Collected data
◇ ◇ ◇
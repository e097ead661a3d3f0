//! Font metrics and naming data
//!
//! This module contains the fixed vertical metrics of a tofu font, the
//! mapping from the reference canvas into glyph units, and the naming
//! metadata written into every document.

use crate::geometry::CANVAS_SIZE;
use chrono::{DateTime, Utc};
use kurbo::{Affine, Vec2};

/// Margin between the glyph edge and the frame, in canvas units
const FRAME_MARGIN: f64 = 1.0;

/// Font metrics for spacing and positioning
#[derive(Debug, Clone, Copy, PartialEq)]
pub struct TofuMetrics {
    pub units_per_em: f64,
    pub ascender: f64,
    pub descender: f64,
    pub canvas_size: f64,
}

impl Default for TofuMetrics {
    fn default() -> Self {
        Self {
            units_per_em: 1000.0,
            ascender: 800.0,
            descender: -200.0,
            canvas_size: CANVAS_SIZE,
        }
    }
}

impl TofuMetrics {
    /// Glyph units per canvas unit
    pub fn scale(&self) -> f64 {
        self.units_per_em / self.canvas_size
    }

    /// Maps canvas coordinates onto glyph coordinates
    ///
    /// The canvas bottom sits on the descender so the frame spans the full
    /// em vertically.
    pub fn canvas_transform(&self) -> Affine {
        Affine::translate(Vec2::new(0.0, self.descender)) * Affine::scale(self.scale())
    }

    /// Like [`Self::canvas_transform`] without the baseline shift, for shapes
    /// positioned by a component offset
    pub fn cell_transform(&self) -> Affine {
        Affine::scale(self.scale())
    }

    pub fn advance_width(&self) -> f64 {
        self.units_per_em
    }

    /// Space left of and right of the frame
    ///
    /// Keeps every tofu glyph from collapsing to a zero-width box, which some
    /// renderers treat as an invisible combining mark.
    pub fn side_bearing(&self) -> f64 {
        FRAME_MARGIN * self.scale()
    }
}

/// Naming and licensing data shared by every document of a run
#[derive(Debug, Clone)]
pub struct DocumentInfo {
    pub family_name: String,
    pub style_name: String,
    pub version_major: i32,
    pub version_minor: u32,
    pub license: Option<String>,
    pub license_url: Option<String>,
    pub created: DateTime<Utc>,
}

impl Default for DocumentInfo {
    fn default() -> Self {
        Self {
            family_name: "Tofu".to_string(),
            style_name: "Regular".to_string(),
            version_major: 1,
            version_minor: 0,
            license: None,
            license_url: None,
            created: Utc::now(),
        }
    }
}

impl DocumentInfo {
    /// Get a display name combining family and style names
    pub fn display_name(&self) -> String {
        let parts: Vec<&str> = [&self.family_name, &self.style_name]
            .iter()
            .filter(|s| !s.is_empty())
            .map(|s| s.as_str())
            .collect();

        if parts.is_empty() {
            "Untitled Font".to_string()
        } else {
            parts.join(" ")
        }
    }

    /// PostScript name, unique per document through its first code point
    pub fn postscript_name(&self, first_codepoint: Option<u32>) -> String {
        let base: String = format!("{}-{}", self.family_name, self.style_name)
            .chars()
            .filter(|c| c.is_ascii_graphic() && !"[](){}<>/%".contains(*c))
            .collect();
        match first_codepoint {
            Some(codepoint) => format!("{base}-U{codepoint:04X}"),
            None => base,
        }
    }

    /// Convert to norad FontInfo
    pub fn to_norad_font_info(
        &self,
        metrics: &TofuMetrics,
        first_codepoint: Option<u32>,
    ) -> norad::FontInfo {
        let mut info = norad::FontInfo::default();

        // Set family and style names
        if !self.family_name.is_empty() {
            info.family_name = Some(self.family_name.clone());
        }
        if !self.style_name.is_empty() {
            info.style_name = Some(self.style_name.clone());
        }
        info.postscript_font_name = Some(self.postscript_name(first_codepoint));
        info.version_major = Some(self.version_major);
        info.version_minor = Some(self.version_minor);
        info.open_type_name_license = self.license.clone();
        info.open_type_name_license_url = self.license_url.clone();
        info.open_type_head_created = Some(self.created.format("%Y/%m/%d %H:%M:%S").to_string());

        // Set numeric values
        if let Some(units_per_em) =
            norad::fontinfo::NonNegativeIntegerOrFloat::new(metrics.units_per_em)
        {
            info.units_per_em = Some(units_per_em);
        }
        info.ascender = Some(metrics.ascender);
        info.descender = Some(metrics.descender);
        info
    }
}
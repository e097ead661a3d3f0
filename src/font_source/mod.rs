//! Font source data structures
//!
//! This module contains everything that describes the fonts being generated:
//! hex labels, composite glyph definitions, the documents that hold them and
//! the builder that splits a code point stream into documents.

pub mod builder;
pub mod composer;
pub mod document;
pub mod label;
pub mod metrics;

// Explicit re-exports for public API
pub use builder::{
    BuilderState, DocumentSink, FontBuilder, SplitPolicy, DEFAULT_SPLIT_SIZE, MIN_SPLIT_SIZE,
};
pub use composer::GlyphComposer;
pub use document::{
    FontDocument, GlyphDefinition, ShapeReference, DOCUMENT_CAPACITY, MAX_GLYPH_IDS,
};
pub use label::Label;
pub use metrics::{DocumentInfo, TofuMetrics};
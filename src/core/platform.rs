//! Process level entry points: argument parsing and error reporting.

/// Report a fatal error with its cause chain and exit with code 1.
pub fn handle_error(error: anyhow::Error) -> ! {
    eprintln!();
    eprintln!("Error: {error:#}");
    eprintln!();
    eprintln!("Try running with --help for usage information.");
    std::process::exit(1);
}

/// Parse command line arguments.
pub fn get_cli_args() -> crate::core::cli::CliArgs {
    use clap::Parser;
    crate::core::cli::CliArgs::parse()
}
◇ ◇ ◇
* Work required: Reproduce the records exactly, keeping every line.

* Solution to the problem:
repository e097ead661a3d3f0
//! Font metrics and naming data
//!
//! This module contains the fixed vertical metrics of a tofu font, the
//! mapping from the reference canvas into glyph units, and the naming
//! metadata written into every document.

use crate::geometry::CANVAS_SIZE;
use chrono::{DateTime, Utc};
use kurbo::{Affine, Vec2};

/// Margin between the glyph edge and the frame, in canvas units
const FRAME_MARGIN: f64 = 1.0;

/// Font metrics for spacing and positioning
#[derive(Debug, Clone, Copy, PartialEq)]
pub struct TofuMetrics {
    pub units_per_em: f64,
    pub ascender: f64,
    pub descender: f64,
    pub canvas_size: f64,
}

impl Default for TofuMetrics {
    fn default() -> Self {
        Self {
            units_per_em: 1000.0,
            ascender: 800.0,
            descender: -200.0,
            canvas_size: CANVAS_SIZE,
        }
    }
}

impl TofuMetrics {
    /// Glyph units per canvas unit
    pub fn scale(&self) -> f64 {
        self.units_per_em / self.canvas_size
    }

    /// Maps canvas coordinates onto glyph coordinates
    ///
    /// The canvas bottom sits on the descender so the frame spans the full
    /// em vertically.
    pub fn canvas_transform(&self) -> Affine {
        Affine::translate(Vec2::new(0.0, self.descender)) * Affine::scale(self.scale())
    }

    /// Like [`Self::canvas_transform`] without the baseline shift, for shapes
    /// positioned by a component offset
    pub fn cell_transform(&self) -> Affine {
        Affine::scale(self.scale())
    }

    pub fn advance_width(&self) -> f64 {
        self.units_per_em
    }

    /// Space left of and right of the frame
    ///
    /// Keeps every tofu glyph from collapsing to a zero-width box, which some
    /// renderers treat as an invisible combining mark.
    pub fn side_bearing(&self) -> f64 {
        FRAME_MARGIN * self.scale()
    }
}

/// Naming and licensing data shared by every document of a run
#[derive(Debug, Clone)]
pub struct DocumentInfo {
    pub family_name: String,
    pub style_name: String,
    pub version_major: i32,
    pub version_minor: u32,
    pub license: Option<String>,
    pub license_url: Option<String>,
    pub created: DateTime<Utc>,
}

impl Default for DocumentInfo {
    fn default() -> Self {
        Self {
            family_name: "Tofu".to_string(),
            style_name: "Regular".to_string(),
            version_major: 1,
            version_minor: 0,
            license: None,
            license_url: None,
            created: Utc::now(),
        }
    }
}

impl DocumentInfo {
    /// Get a display name combining family and style names
    pub fn display_name(&self) -> String {
        let parts: Vec<&str> = [&self.family_name, &self.style_name]
            .iter()
            .filter(|s| !s.is_empty())
            .map(|s| s.as_str())
            .collect();

        if parts.is_empty() {
            "Untitled Font".to_string()
        } else {
            parts.join(" ")
        }
    }

    /// PostScript name, unique per document through its first code point
    pub fn postscript_name(&self, first_codepoint: Option<u32>) -> String {
        let base: String = format!("{}-{}", self.family_name, self.style_name)
            .chars()
            .filter(|c| c.is_ascii_graphic() && !"[](){}<>/%".contains(*c))
            .collect();
        match first_codepoint {
            Some(codepoint) => format!("{base}-U{codepoint:04X}"),
            None => base,
        }
    }

    /// Convert to norad FontInfo
    pub fn to_norad_font_info(
        &self,
        metrics: &TofuMetrics,
        first_codepoint: Option<u32>,
    ) -> norad::FontInfo {
        let mut info = norad::FontInfo::default();

        // Set family and style names
        if !self.family_name.is_empty() {
            info.family_name = Some(self.family_name.clone());
        }
        if !self.style_name.is_empty() {
            info.style_name = Some(self.style_name.clone());
        }
        info.postscript_font_name = Some(self.postscript_name(first_codepoint));
        info.version_major = Some(self.version_major);
        info.version_minor = Some(self.version_minor);
        info.open_type_name_license = self.license.clone();
        info.open_type_name_license_url = self.license_url.clone();
        info.open_type_head_created = Some(self.created.format("%Y/%m/%d %H:%M:%S").to_string());

        // Set numeric values
        if let Some(units_per_em) =
            norad::fontinfo::NonNegativeIntegerOrFloat::new(metrics.units_per_em)
        {
            info.units_per_em = Some(units_per_em);
        }
        info.ascender = Some(metrics.ascender);
        info.descender = Some(metrics.descender);
        info
    }
}
repository e097ead661a3d3f0
filename src/font_source/mod.rs
//! Font source data structures
//!
//! This module contains everything that describes the fonts being generated:
//! hex labels, composite glyph definitions, the documents that hold them and
//! the builder that splits a code point stream into documents.

pub mod builder;
pub mod composer;
pub mod document;
pub mod label;
pub mod metrics;

// Explicit re-exports for public API
pub use builder::{
    BuilderState, DocumentSink, FontBuilder, SplitPolicy, DEFAULT_SPLIT_SIZE, MIN_SPLIT_SIZE,
};
pub use composer::GlyphComposer;
pub use document::{
    FontDocument, GlyphDefinition, ShapeReference, DOCUMENT_CAPACITY, MAX_GLYPH_IDS,
};
pub use label::Label;
pub use metrics::{DocumentInfo, TofuMetrics};
filename src/core/platform.rs
//! Process level entry points: argument parsing and error reporting.

/// Report a fatal error with its cause chain and exit with code 1.
pub fn handle_error(error: anyhow::Error) -> ! {
    eprintln!();
    eprintln!("Error: {error:#}");
    eprintln!();
    eprintln!("Try running with --help for usage information.");
    std::process::exit(1);
}

/// Parse command line arguments.
pub fn get_cli_args() -> crate::core::cli::CliArgs {
    use clap::Parser;
    crate::core::cli::CliArgs::parse()
}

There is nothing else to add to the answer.